Seroprevalence of measles, mumps, and rubella and genetic characterization of mumps virus in Khartoum, Sudan.
- Clinical and Applied Virology
BACKGROUND: In Sudan, neither mumps nor rubella vaccines are currently used and comprehensive data on the seroepidemiology of measles, mumps, and rubella (M.M.R), as well as information about circulating mumps virus genotypes, are lacking. METHODS: In 2015/2016, dried blood spot samples were collected from 294 children, 153 adults from the general population, and 241 healthcare workers (HCWs) from Khartoum. The samples were investigated for M.M.R IgG antibodies using ELISA. Oral fluid samples from 16 clinical mumps cases collected in 2017 were characterized by RT-PCR and sequencing. RESULTS: The seroprevalence of M.M.R antibodies among children was 93.5%, 63.6%, and 55.8%, while it was 93.5%, 90.8%, and 94.1% among adult volunteers and 99.2%, 97.1%, and 97.9% among HCWs.
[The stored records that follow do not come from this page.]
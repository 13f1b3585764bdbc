//! Convenience macros for working with KNX addresses.

/// Creates a [`GroupAddress`](crate::addressing::GroupAddress) from 3-level notation.
///
/// # Syntax
///
/// ```text
/// ga!(main/middle/sub)
/// ```
///
/// Where `main` is 0-31, `middle` is 0-7, and `sub` is 0-255.
///
/// # Examples
///
/// ```rust
/// use knx_net::{ga, addressing::GroupAddress};
///
/// let addr = ga!(1 / 2 / 3);
/// assert_eq!(addr, GroupAddress::from(0x0A03));
/// ```
///
/// # Compile-Time Validation
///
/// ```compile_fail
/// # use knx_net::ga;
/// let addr = ga!(32 / 0 / 0); // main group must be 0-31
/// ```
#[macro_export]
macro_rules! ga {
    ($main:literal / $middle:literal / $sub:literal) => {{
        const _: () = {
            if $main > 31 {
                panic!("Main group must be 0-31");
            }
            if $middle > 7 {
                panic!("Middle group must be 0-7");
            }
            if $sub > 255 {
                panic!("Sub group must be 0-255");
            }
        };

        // 5 bits main, 3 bits middle, 8 bits sub
        const RAW: u16 = (($main & 0x1F) << 11) | (($middle & 0x07) << 8) | ($sub & 0xFF);
        $crate::addressing::GroupAddress::from(RAW)
    }};
}

#[cfg(test)]
mod tests {
    use crate::addressing::GroupAddress;

    #[test]
    fn test_ga_macro_basic() {
        let addr = ga!(1 / 2 / 3);
        let expected = GroupAddress::from(0x0A03);
        assert_eq!(addr, expected);
    }

    #[test]
    fn test_ga_macro_boundaries() {
        let addr_max = ga!(31 / 7 / 255);
        let addr_min = ga!(0 / 0 / 0);

        let _: GroupAddress = addr_max;
        let _: GroupAddress = addr_min;
    }

    #[test]
    fn test_ga_macro_various_addresses() {
        assert_eq!(ga!(0 / 0 / 1), GroupAddress::from(0x0001));
        assert_eq!(ga!(1 / 0 / 0), GroupAddress::from(0x0800));
        assert_eq!(ga!(5 / 3 / 100), GroupAddress::from(0x2B64));
    }
}
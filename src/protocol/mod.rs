//! KNXnet/IP protocol implementation.
//!
//! This module contains the core protocol structures and parsing logic
//! for KNXnet/IP frames, cEMI messages, and KNX telegrams.

pub mod cemi;
pub mod constants;
pub mod dib;
pub mod frame;
pub mod routing;
pub mod services;
pub mod session;

pub use cemi::*;
pub use constants::*;
pub use dib::*;
pub use frame::*;
pub use routing::*;
pub use services::*;
pub use session::*;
A high measles seroprevalence was observed among all children age groups, suggesting an effective control programme, while the mumps and rubella seroprevalence increased significantly with age (p<0.001), documenting active wild-type circulation. Our results demonstrated higher M.M.R seropositivity rates and IgG titres in HCWs compared to adult volunteers. Phylogenetic analysis showed the presence of genotype C mumps virus for the first time in Sudan. CONCLUSIONS: The study findings provided new information on M.M.R epidemiology in Sudan, which may guide future control programmes in the country.